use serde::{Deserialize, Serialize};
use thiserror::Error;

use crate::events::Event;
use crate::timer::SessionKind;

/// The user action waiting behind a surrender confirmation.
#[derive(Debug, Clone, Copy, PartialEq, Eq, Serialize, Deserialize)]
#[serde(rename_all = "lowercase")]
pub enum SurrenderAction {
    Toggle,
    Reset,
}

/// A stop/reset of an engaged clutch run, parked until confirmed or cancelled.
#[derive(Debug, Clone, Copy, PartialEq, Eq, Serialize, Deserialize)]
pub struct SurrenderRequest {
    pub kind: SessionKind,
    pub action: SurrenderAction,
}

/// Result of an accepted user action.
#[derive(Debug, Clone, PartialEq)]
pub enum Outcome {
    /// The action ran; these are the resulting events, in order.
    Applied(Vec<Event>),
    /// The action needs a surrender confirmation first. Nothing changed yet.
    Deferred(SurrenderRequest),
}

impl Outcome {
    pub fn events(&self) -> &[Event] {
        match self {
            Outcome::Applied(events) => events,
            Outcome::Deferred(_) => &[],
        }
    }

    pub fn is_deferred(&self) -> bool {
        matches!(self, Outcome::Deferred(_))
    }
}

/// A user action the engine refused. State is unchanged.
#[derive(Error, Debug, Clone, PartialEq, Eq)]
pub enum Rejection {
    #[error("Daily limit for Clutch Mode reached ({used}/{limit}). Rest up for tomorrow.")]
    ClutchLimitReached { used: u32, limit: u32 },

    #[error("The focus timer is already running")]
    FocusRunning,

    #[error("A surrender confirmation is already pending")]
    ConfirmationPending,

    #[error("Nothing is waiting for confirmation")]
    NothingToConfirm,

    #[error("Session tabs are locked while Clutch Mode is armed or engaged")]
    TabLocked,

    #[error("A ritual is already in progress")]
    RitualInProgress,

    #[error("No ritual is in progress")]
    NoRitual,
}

◆ ◆ ◆ ◆

THE PROBLEM –
Write down again, exactly as given, only the lines above that fall from the line with "pub enum Outcome" to the line with "u32, limit: u32", inclusive.

TASK OUTPUT –
pub enum Outcome {
    /// The action ran; these are the resulting events, in order.
    Applied(Vec<Event>),
    /// The action needs a surrender confirmation first. Nothing changed yet.
    Deferred(SurrenderRequest),
}

impl Outcome {
    pub fn events(&self) -> &[Event] {
        match self {
            Outcome::Applied(events) => events,
            Outcome::Deferred(_) => &[],
        }
    }

    pub fn is_deferred(&self) -> bool {
        matches!(self, Outcome::Deferred(_))
    }
}

/// A user action the engine refused. State is unchanged.
#[derive(Error, Debug, Clone, PartialEq, Eq)]
pub enum Rejection {
    #[error("Daily limit for Clutch Mode reached ({used}/{limit}). Rest up for tomorrow.")]
    ClutchLimitReached { used: u32, limit: u32 },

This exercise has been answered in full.